NSAIDs should be pharmacy-only: study

woman taking tablet

They increase risk of cardiac arrest and should only be available in pharmacies and in low doses, researchers say

NSAIDs are among the most commonly used drugs worldwide, but their use is associated with a 31% increased risk of cardiac arrest, new research has found.

“Allowing these drugs to be purchased without a prescription, and without any advice or restrictions, sends a message to the public that they must be safe,” says author Professor Gunnar H. Gislason, professor of cardiology at Copenhagen University Hospital Gentofte, Denmark.

“Previous studies have shown that NSAIDs are related to increased cardiovascular risk which is a concern because they are widely used.”

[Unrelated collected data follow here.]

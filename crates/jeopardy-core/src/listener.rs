//! Hooks for the collaborators that render and play sounds.
//!
//! The store never draws anything. After each successful mutation it hands
//! a [`GameEvent`] and the new state to every registered [`GameListener`];
//! the view re-renders and the audio layer beeps (or stays quiet when
//! `settings.sfx_enabled` is off).

use jeopardy_types::{Game, GameEvent};

/// Callback invoked after each state change.
pub trait GameListener {
    /// Called once per event, after the state has been updated.
    fn on_event(&mut self, event: &GameEvent, game: &Game);
}

/// A listener that ignores everything.
pub struct NoOpListener;

impl GameListener for NoOpListener {
    fn on_event(&mut self, _event: &GameEvent, _game: &Game) {}
}

/// Logs each event's sound cue at debug level, honouring the sfx toggle.
///
/// Stands in for a real audio backend in headless hosts.
pub struct CueLogger;

impl GameListener for CueLogger {
    fn on_event(&mut self, event: &GameEvent, game: &Game) {
        let Some(cue) = event.cue() else {
            return;
        };
        if !game.settings.sfx_enabled {
            return;
        }
        let tone = cue.tone();
        tracing::debug!(
            ?cue,
            frequency_hz = f64::from(tone.frequency_hz),
            duration_ms = tone.duration_ms,
            "Sound cue"
        );
    }
}
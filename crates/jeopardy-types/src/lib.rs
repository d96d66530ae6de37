//! Shared type definitions for Pixel Jeopardy.
//!
//! This crate is the single source of truth for the game-state model used
//! by the store (`jeopardy-core`) and by the view layer. Types flow to
//! `TypeScript` via `ts-rs` so the browser board renders from the same
//! shapes that are persisted.
//!
//! # Modules
//!
//! - [`ids`] -- Player, point-value, and cell identifiers
//! - [`board`] -- Rounds, categories, and question entries
//! - [`game`] -- The root [`Game`] state, scores, and settings
//! - [`events`] -- Events and sound cues emitted on mutations
//! - [`error`] -- Identifier parse errors

pub mod board;
pub mod error;
pub mod events;
pub mod game;
pub mod ids;

// Re-export all public types at crate root for convenience.
pub use board::{CATEGORY_COUNT, Category, QuestionEntry, Round, VALUE_COUNT};
pub use error::ParseError;
pub use events::{GameEvent, SoundCue, Tone};
pub use game::{Game, Scores, Settings};
pub use ids::{CellId, PlayerId, PointValue};
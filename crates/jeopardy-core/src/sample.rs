//! A ready-made demo board for trying the game without typing 25 clues.

use jeopardy_types::{CATEGORY_COUNT, Category, QuestionEntry, VALUE_COUNT};

type Column = (&'static str, [(&'static str, &'static str); VALUE_COUNT]);

const SAMPLE: [Column; CATEGORY_COUNT] = [
    (
        "SCIENCE",
        [
            ("This planet is closest to the Sun", "What is Mercury?"),
            ("H2O is the chemical formula for this", "What is water?"),
            ("This scientist developed the theory of relativity", "Who is Einstein?"),
            ("The smallest unit of matter", "What is an atom?"),
            ("This gas makes up about 78% of Earth's atmosphere", "What is nitrogen?"),
        ],
    ),
    (
        "HISTORY",
        [
            ("This war ended in 1945", "What is World War II?"),
            ("The first man on the moon", "Who is Neil Armstrong?"),
            ("This wall fell in 1989", "What is the Berlin Wall?"),
            ("The year America declared independence", "What is 1776?"),
            ("This ancient wonder was located in Alexandria", "What is the Lighthouse?"),
        ],
    ),
    (
        "SPORTS",
        [
            ("Number of players on a basketball team on court", "What is 5?"),
            ("This sport uses a puck", "What is hockey?"),
            ("The Olympics are held every this many years", "What is 4?"),
            ("This tennis tournament is played on grass", "What is Wimbledon?"),
            ("The maximum score in bowling", "What is 300?"),
        ],
    ),
    (
        "MOVIES",
        [
            ("This movie features a shark", "What is Jaws?"),
            ("The boy wizard with a lightning scar", "Who is Harry Potter?"),
            ("This movie won Best Picture in 1994", "What is Forrest Gump?"),
            ("This director made Jaws and E.T.", "Who is Steven Spielberg?"),
            ("The highest-grossing movie of all time", "What is Avatar?"),
        ],
    ),
    (
        "GEOGRAPHY",
        [
            ("The largest continent", "What is Asia?"),
            ("This river is the longest in the world", "What is the Nile?"),
            ("The capital of Australia", "What is Canberra?"),
            ("This mountain range contains Everest", "What is the Himalayas?"),
            ("The smallest country in the world", "What is Vatican City?"),
        ],
    ),
];

/// Five fully filled demo categories, left to right.
pub fn sample_categories() -> [Category; CATEGORY_COUNT] {
    SAMPLE.map(|(name, clues)| Category {
        name: name.to_owned(),
        questions: clues.map(|(question, answer)| QuestionEntry::new(question, answer)),
    })
}
//! Error types for the console host binary.
//!
//! [`HostError`] wraps every failure that can stop the host before or
//! during the session. Command errors are not here: they are reported to
//! the player and the session continues.

/// Top-level error for the console host.
#[derive(Debug, thiserror::Error)]
pub enum HostError {
    /// Configuration loading failed.
    #[error("config error: {source}")]
    Config {
        /// The underlying config error.
        #[from]
        source: jeopardy_core::config::ConfigError,
    },

    /// The data directory could not be opened.
    #[error("storage error: {source}")]
    Storage {
        /// The underlying storage error.
        #[from]
        source: jeopardy_core::StorageError,
    },

    /// Reading commands or writing replies failed.
    #[error("console I/O error: {source}")]
    Io {
        /// The underlying I/O error.
        #[from]
        source: std::io::Error,
    },
}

The current study, published in the March issue of European Heart Journal – Cardiovascular Pharmacotherapy, investigated the link between NSAID use and cardiac arrest but did not include non-prescription NSAIDs.

All patients who had an out-of-hospital cardiac arrest in Denmark between 2001 and 2010 were identified from the nationwide Danish Cardiac Arrest Registry.

Data was collected on all redeemed prescriptions for NSAIDs from Danish pharmacies since 1995. These included the non-selective NSAIDs (diclofenac, naproxen, ibuprofen), and COX-2 selective inhibitors (rofecoxib, celecoxib).

A case-time-control design was used to examine the association between NSAID use and cardiac arrest. Each patient served as both case and control in two different time periods, eliminating the confounding effect of chronic comorbidities.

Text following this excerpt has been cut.